Le Bon Ton

51 Gipps St
Collingwood, VIC 3066

This visit to Le Bon Ton has been almost 10 years in the making. The reality is a little less dramatic than it sounds; I simply just never got around to it when it initially opened (when I was still a wee baby pharmacy student!), and then I moved up to Sydney for half a decade. But here we finally are, in what is now a stalwart of the American BBQ scene. LBT may be located in your typical dank-looking local watering hole, but as you wind through the rabbit warren, red velvet curtains part to reveal gilt ceilings and old-world glamour, before finally opening out into a generous beer garden. As for the menu, the selection of meats cooked low and slow look good, but the real difficulty lies in choosing from the delectable range of sides. This is the kind of place where there is well and truly something for everyone, even down to the pups, who all get their own personal water bowl brought out to them in the beer garden.

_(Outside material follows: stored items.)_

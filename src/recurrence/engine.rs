//! Apply-pass and preview over the stored rules

use super::due::should_apply;
use crate::core::time::{day_bounds, start_of_day, today_utc};
use crate::core::{EngineError, NewExpense, RecurringRule};
use crate::storage::expenses::{exists_on_day_with, insert_with};
use crate::storage::recurring::{list_active_with, mark_applied_with};
use chrono::NaiveDate;
use serde::Serialize;
use sqlx::SqlitePool;
use tokio::sync::Mutex;

/// Outcome of a successful apply-pass
#[derive(Debug, Clone, Default, PartialEq, Eq, Serialize)]
pub struct ApplyReport {
    /// Number of expenses created
    pub applied: usize,
    /// Ids of the created expenses, in rule order
    pub expense_ids: Vec<i64>,
}

/// Materializes due rules into expenses
///
/// Every apply-pass runs behind one async mutex and inside one transaction,
/// so the daily timer and the manual HTTP trigger can race without ever
/// creating the same expense twice. A failure anywhere rolls the whole pass
/// back.
///
/// The mutex only covers passes in this process. The transaction is opened
/// with `BEGIN IMMEDIATE`, so a pass from another process on the same
/// database file (the `apply` command next to a running server) waits for
/// the write lock up to the SQLite busy timeout, then sees the rows the first
/// pass committed and skips them.
#[derive(Debug)]
pub struct RecurrenceEngine {
    pool: SqlitePool,
    gate: Mutex<()>,
}

impl RecurrenceEngine {
    pub fn new(pool: SqlitePool) -> Self {
        Self {
            pool,
            gate: Mutex::new(()),
        }
    }

    /// Create one expense dated `today` for every eligible, due rule
    ///
    /// Rules whose template already has an expense dated `today` are skipped
    /// and keep their `last_applied_date`.
    pub async fn apply_due(&self, today: NaiveDate) -> Result<ApplyReport, EngineError> {
        let _pass = self.gate.lock().await;

        let mut tx = self.pool.begin_with("BEGIN IMMEDIATE").await?;
        let rules = list_active_with(&mut *tx).await?;
        let applied_at = start_of_day(today);
        let bounds = day_bounds(today);

        let mut report = ApplyReport::default();
        for rule in rules.iter().filter(|rule| should_apply(rule, today)) {
            let duplicate = exists_on_day_with(
                &mut *tx,
                rule.amount,
                &rule.category,
                &rule.description,
                bounds,
            )
            .await?;
            if duplicate {
                tracing::debug!(rule_id = rule.id, %today, "expense already present, skipping");
                continue;
            }

            let expense = insert_with(
                &mut *tx,
                &NewExpense::new(rule.amount, &rule.category, &rule.description, applied_at),
            )
            .await?;
            mark_applied_with(&mut *tx, rule.id, applied_at).await?;

            tracing::info!(
                rule_id = rule.id,
                expense_id = expense.id,
                amount = rule.amount,
                category = %rule.category,
                "applied recurring expense"
            );
            report.expense_ids.push(expense.id);
        }

        tx.commit().await?;
        report.applied = report.expense_ids.len();

        tracing::info!(applied = report.applied, %today, "apply-pass finished");
        Ok(report)
    }

    /// Rules that [`apply_due`](Self::apply_due) would apply on `today`, without writing
    ///
    /// A rule whose template matches one already accepted earlier in the
    /// list is left out, as the apply-pass would find that expense in its
    /// own transaction.
    pub async fn preview_pending(&self, today: NaiveDate) -> Result<Vec<RecurringRule>, EngineError> {
        let rules = list_active_with(&self.pool).await?;
        let bounds = day_bounds(today);

        let mut pending: Vec<RecurringRule> = Vec::new();
        for rule in rules.into_iter().filter(|rule| should_apply(rule, today)) {
            let accepted = pending
                .iter()
                .any(|p| p.matches_template(rule.amount, &rule.category, &rule.description));
            if accepted {
                continue;
            }
            let duplicate = exists_on_day_with(
                &self.pool,
                rule.amount,
                &rule.category,
                &rule.description,
                bounds,
            )
            .await?;
            if !duplicate {
                pending.push(rule);
            }
        }
        Ok(pending)
    }

    pub async fn apply_due_now(&self) -> Result<ApplyReport, EngineError> {
        self.apply_due(today_utc()).await
    }

    pub async fn preview_pending_now(&self) -> Result<Vec<RecurringRule>, EngineError> {
        self.preview_pending(today_utc()).await
    }

    /// Apply-pass for the timer and the HTTP trigger
    ///
    /// Never fails: errors are logged and reported as zero applied.
    pub async fn run_apply_pass(&self, today: NaiveDate) -> usize {
        match self.apply_due(today).await {
            Ok(report) => report.applied,
            Err(e) => {
                tracing::error!(error = %e, %today, "apply-pass failed, rolled back");
                0
            }
        }
    }
}

#[cfg(test)]
mod tests {
    use super::*;
    use crate::core::time::parse_timestamp;
    use crate::core::{Frequency, RuleDraft};
    use crate::storage::{Database, ExpenseStore, RecurringStore};
    use chrono::{Datelike, Duration};
    use std::sync::Arc;

    struct Fixture {
        engine: Arc<RecurrenceEngine>,
        expenses: ExpenseStore,
        rules: RecurringStore,
    }

    async fn fixture() -> Fixture {
        let db = Database::in_memory().await.unwrap();
        Fixture {
            engine: Arc::new(RecurrenceEngine::new(db.pool().clone())),
            expenses: ExpenseStore::new(db.pool().clone()),
            rules: RecurringStore::new(db.pool().clone()),
        }
    }

    fn date(raw: &str) -> NaiveDate {
        NaiveDate::parse_from_str(raw, "%Y-%m-%d").unwrap()
    }

    fn rent(today: NaiveDate) -> RuleDraft {
        RuleDraft {
            amount: 100.0,
            category: "super".to_string(),
            description: "Rent".to_string(),
            frequency: Frequency::Monthly,
            day_of_month: Some(today.day()),
            start_date: start_of_day(today) - Duration::days(30),
            end_date: None,
            is_active: true,
        }
    }

    async fn expenses_on(fx: &Fixture, day: NaiveDate) -> Vec<crate::core::Expense> {
        let (from, to) = day_bounds(day);
        fx.expenses
            .all_by_date_desc()
            .await
            .unwrap()
            .into_iter()
            .filter(|e| e.date >= from && e.date < to)
            .collect()
    }

    #[tokio::test]
    async fn test_apply_creates_expense_and_marks_rule() {
        let fx = fixture().await;
        let today = date("2024-03-15");
        let rule = fx.rules.create(&rent(today)).await.unwrap();

        let report = fx.engine.apply_due(today).await.unwrap();
        assert_eq!(report.applied, 1);

        let created = expenses_on(&fx, today).await;
        assert_eq!(created.len(), 1);
        assert_eq!(created[0].amount, 100.0);
        assert_eq!(created[0].category, "super");
        assert_eq!(created[0].description, "Rent");
        assert_eq!(created[0].date, start_of_day(today));
        assert_eq!(report.expense_ids, vec![created[0].id]);

        let rule = fx.rules.get(rule.id).await.unwrap().unwrap();
        assert_eq!(rule.last_applied_date, Some(start_of_day(today)));
    }

    #[tokio::test]
    async fn test_apply_is_idempotent_per_day() {
        let fx = fixture().await;
        let today = date("2024-03-15");
        fx.rules.create(&rent(today)).await.unwrap();

        assert_eq!(fx.engine.apply_due(today).await.unwrap().applied, 1);
        assert_eq!(fx.engine.apply_due(today).await.unwrap().applied, 0);
        assert_eq!(expenses_on(&fx, today).await.len(), 1);
    }

    #[tokio::test]
    async fn test_inactive_and_expired_rules_are_skipped() {
        let fx = fixture().await;
        let today = date("2024-03-15");

        let mut inactive = rent(today);
        inactive.is_active = false;
        fx.rules.create(&inactive).await.unwrap();

        let mut expired = rent(today);
        expired.description = "Old lease".to_string();
        expired.end_date = Some(start_of_day(today) - Duration::days(1));
        fx.rules.create(&expired).await.unwrap();

        assert_eq!(fx.engine.apply_due(today).await.unwrap().applied, 0);
        assert!(expenses_on(&fx, today).await.is_empty());
    }

    #[tokio::test]
    async fn test_duplicate_guard_skips_existing_expense() {
        let fx = fixture().await;
        let today = date("2024-03-15");
        let rule = fx.rules.create(&rent(today)).await.unwrap();
        fx.expenses
            .create(&NewExpense::new(
                100.0,
                "super",
                "Rent",
                parse_timestamp("2024-03-15T09:30:00Z").unwrap(),
            ))
            .await
            .unwrap();

        assert!(fx.engine.preview_pending(today).await.unwrap().is_empty());
        assert_eq!(fx.engine.apply_due(today).await.unwrap().applied, 0);

        let rule = fx.rules.get(rule.id).await.unwrap().unwrap();
        assert!(rule.last_applied_date.is_none());
    }

    #[tokio::test]
    async fn test_identical_templates_in_one_pass_apply_once() {
        let fx = fixture().await;
        let today = date("2024-03-15");
        let first = fx.rules.create(&rent(today)).await.unwrap();
        fx.rules.create(&rent(today)).await.unwrap();

        let pending = fx.engine.preview_pending(today).await.unwrap();
        assert_eq!(pending.iter().map(|r| r.id).collect::<Vec<_>>(), vec![first.id]);

        let report = fx.engine.apply_due(today).await.unwrap();
        assert_eq!(report.applied, 1);
        assert_eq!(report.applied, pending.len());
        assert_eq!(expenses_on(&fx, today).await.len(), 1);
    }

    #[tokio::test]
    async fn test_preview_matches_apply_and_does_not_write() {
        let fx = fixture().await;
        let today = date("2024-03-15");
        let due = fx.rules.create(&rent(today)).await.unwrap();

        let mut not_due = rent(today);
        not_due.description = "Insurance".to_string();
        not_due.day_of_month = Some(1);
        let not_due = fx.rules.create(&not_due).await.unwrap();
        mark_applied_with(fx.rules.pool(), not_due.id, start_of_day(date("2024-03-01")))
            .await
            .unwrap();

        let pending = fx.engine.preview_pending(today).await.unwrap();
        assert_eq!(pending.iter().map(|r| r.id).collect::<Vec<_>>(), vec![due.id]);
        assert!(expenses_on(&fx, today).await.is_empty());

        let report = fx.engine.apply_due(today).await.unwrap();
        assert_eq!(report.applied, pending.len());
    }

    #[tokio::test]
    async fn test_concurrent_passes_apply_once() {
        let fx = fixture().await;
        let today = date("2024-03-15");
        fx.rules.create(&rent(today)).await.unwrap();

        let (a, b) = tokio::join!(fx.engine.apply_due(today), fx.engine.apply_due(today));
        assert_eq!(a.unwrap().applied + b.unwrap().applied, 1);
        assert_eq!(expenses_on(&fx, today).await.len(), 1);
    }

    #[tokio::test]
    async fn test_passes_from_separate_pools_apply_once() {
        let dir = tempfile::tempdir().unwrap();
        let url = format!("sqlite://{}", dir.path().join("expenses.db").display());
        let server = Database::connect(&url, 2).await.unwrap();
        let cli = Database::connect(&url, 2).await.unwrap();

        let today = date("2024-03-15");
        RecurringStore::new(server.pool().clone())
            .create(&rent(today))
            .await
            .unwrap();

        let a = RecurrenceEngine::new(server.pool().clone());
        let b = RecurrenceEngine::new(cli.pool().clone());
        let (a, b) = tokio::join!(a.apply_due(today), b.apply_due(today));
        assert_eq!(a.unwrap().applied + b.unwrap().applied, 1);

        let all = ExpenseStore::new(server.pool().clone())
            .all_by_date_desc()
            .await
            .unwrap();
        assert_eq!(all.len(), 1);
    }

    #[tokio::test]
    async fn test_failed_pass_rolls_back_and_reports_zero() {
        let fx = fixture().await;
        let today = date("2024-03-15");
        fx.rules.create(&rent(today)).await.unwrap();

        sqlx::query("DROP TABLE expenses")
            .execute(fx.rules.pool())
            .await
            .unwrap();

        assert_eq!(fx.engine.run_apply_pass(today).await, 0);
        let rules = fx.rules.list().await.unwrap();
        assert!(rules[0].last_applied_date.is_none());
    }
}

Rating: 13/20 – let the good times roll! (that’s what it means)
Must-order: sweet and sour brussels sprouts.

Brisket ($29, half pound)

A BBQ place can’t be truly great in my books unless they do a good Brisket ($29, half pound). Unfortunately, this was pretty ordinary. Despite being grain-fed Angus beef, this was still pretty dry, and the accompanying BBQ sauce too sweet. It’s not the worst I’ve had, but it’s definitely not great either.

Smoked Pork Belly ($23, half pound)

The Smoked Pork Belly ($23, half pound) on the other hand was fantastic – all smoky fat and succulent meat. The sauce was great too, the mellow apple and habanero sauce a no-brainer pairing for the rich pork.

House Made Sausage ($14)

The House Made Sausage ($14) – pork, beef, and pepper today – fell somewhere between the brisket and pork belly. Firm and meaty with a snappy casing, this was nonetheless not as flavoursome as others I’ve had in the past. Still good eating though, especially when mixed and matched with the other sauces on the table, and a bite or two of pickle.

Sweet and Sour Brussels ($16)

The sides dishes are where it’s at. The Sweet and Sour Brussels ($16) is like your favourite bad Chinese takeaway turned yee-haw. The nutty and slightly bitter flavour of the brussels sprouts were mellowed out by deep-frying, their rich flavour a natural contrast to the moreishly tangy sauce. I would even go as far as to say – do I dare? – that it’s better than sweet and sour pork.

Corn Bread ($12, half pound)

The Corn Bread ($12, half pound) was another winner, the dense cakey loaf good with brisket and BBQ, but even better with the accompanying whipped maple butter.

Key Lime Pie ($14)

To finish off, a classic Key Lime Pie ($14). Tbh, this was more lemon meringue tart, though the lime sherbet on top was good fun. Alas, the search for a true key lime pie continues.